Malgré le ton employé, le discours du président
américain n’en montre pas moins que le camp des
unilatéraux aux Etats-Unis est aujourd’hui en perte de
vitesse. Champion de ces «cow-boys solitaires», Donald
Rumsfeld a fini par perdre de sa crédibilité aux yeux
de la Maison-Blanche: «Il a cafouillé dans son plan
d’après-guerre, explique au "Washington Post" William
Kristol, le chef de file des néoconservateurs. Pendant
cinq mois, Rumsfeld a assuré que tout allait bien et
que l’on n’avait besoin ni d’hommes supplémentaires,
ni surtout de l’aide de l’ONU. On peut dire qu’il
s’est trompé!»
Comment s’explique ce changement de tactique du
président américain?

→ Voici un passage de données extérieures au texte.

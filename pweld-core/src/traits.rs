//! Core traits for pweld

use crate::point::Point3d;

/// Trait for nearest neighbor search functionality
pub trait NearestNeighborSearch {
    /// Find the k nearest neighbors to a query point as `(id, squared distance)` pairs
    fn find_k_nearest(&self, query: &Point3d, k: usize) -> Vec<(usize, f64)>;

    /// Find all neighbors within a given radius (inclusive) as `(id, squared distance)` pairs
    fn find_radius_neighbors(&self, query: &Point3d, radius: f64) -> Vec<(usize, f64)>;
}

Il y a d’abord le bilan du mois
d’août, au cours duquel les troupes de la coalition
ont essuyé en moyenne quinze attaques par jour. Puis
un alarmant rapport du Congrès affirmant que les
troupes américaines ne pourront pas continuer seules
après le printemps 2004. Car on a beau apercevoir des
soldats du Honduras ou du Guatemala à Nadjaf, des
Espagnols à Kout ou des Australiens à Bagdad, il n’en
reste pas moins que 86% des 163 000 militaires
présents en Irak sont américains. Et il sera difficile
de trouver les 30 000 soldats «étrangers» nécessaires
à la relève des GI. Cette relève pourrait venir de
Turquie, du Pakistan ou de l’Inde si les gouvernements
de ces pays réussissent à contenir chez eux les
manifestations de colère que l’occupation de l’Irak
par leurs troupes pourrait provoquer. Quant à la
France ou à l’Allemagne, leurs troupes sont déjà
engagées sur d’autres théâtres d’opérations, en
Afrique et en Afghanistan. Ce qui signifie que les
troupes américaines seront encore enlisées en Irak
dans un an lorsque commencera la campagne électorale
de George Bush.
Le revirement américain intervient aussi au moment où
la Maison-Blanche vient d’annoncer au Congrès le
nouveau montant de la facture de «l’occupation»: près
de 87 milliards de dollars en 2004. Une réévaluation
qui tient compte de la révision à la baisse des
revenus du pétrole irakien et de celle de la
contribution des «alliés». Au Congrès, le chiffre a
fait l’effet d’un électrochoc. «Nous allons être très
réticents à accorder plus d’argent s’il n’y a pas de
plan plus clair pour établir quand et comment nous
quitterons l’Irak… Nous voulons apercevoir la lumière
au bout du tunnel», a prévenu Jim Kolbe, représentant
républicain de l’Arizona, qui siège à la commission
des crédits budgétaires...
Comment les membres du Conseil de Sécurité vont-ils
accueillir cet appel au secours du président
américain? La semaine dernière, à Dresde, Jacques
Chirac a critiqué le texte destiné à élargir le rôle
de l’ONU en Irak: «Il nous paraît assez loin de
l’objectif prioritaire», à savoir «le transfert de la
responsabilité politique à un gouvernement irakien
aussi rapidement que possible», a déclaré le président
français. Car selon le projet de résolution de
Washington, le Conseil de Gouvernement irakien
demeurerait sous la tutelle des Américains. Et la
force multinationale de l’ONU serait placée «sous
commandement unifié», c’est-à-dire… américain.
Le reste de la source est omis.